(SUPPLIED DATA)

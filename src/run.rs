use crate::collector::Collector;
use crate::config::Config;
use crate::github::search::{HttpIssueSearcher, POSTMORTEM_LABELS};
use crate::metrics::OpenIssuesGauge;
use crate::server;
use anyhow::Context;

/// Starts the collection loop in the background and serves the metrics endpoint.
///
/// Returns only with the first fatal error from either side.
pub async fn run(config: Config) -> anyhow::Result<()> {
    if config.token.is_none() {
        tracing::warn!("GITHUB_TOKEN is not set, searching without authentication");
    }

    let gauge = OpenIssuesGauge::new(&config.repository)?;
    let searcher = HttpIssueSearcher::new(&config.api_url, config.token.clone())?;
    let labels = POSTMORTEM_LABELS.iter().map(|l| l.to_string()).collect();
    let collector = Collector::new(searcher, config.repository.clone(), labels, gauge.clone());

    let interval = config.collect_interval;
    let collection = tokio::spawn(async move { collector.run_forever(interval).await });

    let listener = server::bind(config.listen_addr).await?;
    tokio::select! {
        result = server::serve(listener, gauge) => result,
        joined = collection => match joined.context("Collection task panicked")? {
            Ok(never) => match never {},
            Err(err) => Err(err),
        },
    }
}
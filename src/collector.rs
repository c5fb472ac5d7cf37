use crate::github::Repository;
use crate::github::search::{IssueSearcher, scan};
use crate::metrics::OpenIssuesGauge;
use anyhow::{Context, Result};
use std::convert::Infallible;
use std::time::Duration;

/// Default pause between two collection cycles.
pub const COLLECT_INTERVAL: Duration = Duration::from_secs(300);

/// Republishes the open issues of one repository into [`OpenIssuesGauge`].
#[derive(Debug)]
pub struct Collector<S> {
    searcher: S,
    repo: Repository,
    labels: Vec<String>,
    gauge: OpenIssuesGauge,
}

impl<S: IssueSearcher> Collector<S> {
    pub fn new(searcher: S, repo: Repository, labels: Vec<String>, gauge: OpenIssuesGauge) -> Self {
        Collector {
            searcher,
            repo,
            labels,
            gauge,
        }
    }

    /// Runs one cycle: drops every series, then sets one series per open issue.
    ///
    /// A search failure aborts the cycle and leaves whatever was set before it
    /// visible to scrapes. Returns the number of issues seen.
    pub async fn collect(&self) -> Result<usize> {
        tracing::info!(repository = %self.repo.full_name(), "collecting open issues");
        self.gauge.reset();

        let mut issues = scan(&self.searcher, &self.repo, &self.labels);
        let mut count = 0;
        while let Some(issue) = issues.next().await? {
            self.gauge.set_open(&issue.title);
            count += 1;
        }

        tracing::info!(repository = %self.repo.full_name(), issues = count, "collection finished");
        Ok(count)
    }

    /// Collects, sleeps for `interval`, and repeats until a cycle fails.
    pub async fn run_forever(&self, interval: Duration) -> Result<Infallible> {
        loop {
            self.collect()
                .await
                .context("Failed to collect open issues")?;
            tokio::time::sleep(interval).await;
        }
    }
}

(End SUPPLIED DATA)

§ **WHAT IS NEEDED**:
Using the line that contains "pub async fn run_forever(&self, interval: Duration)" as the first, reproduce each line exactly through the last line of the listing.

§ **ANSWER FOR THE TASK**:
    pub async fn run_forever(&self, interval: Duration) -> Result<Infallible> {
        loop {
            self.collect()
                .await
                .context("Failed to collect open issues")?;
            tokio::time::sleep(interval).await;
        }
    }
}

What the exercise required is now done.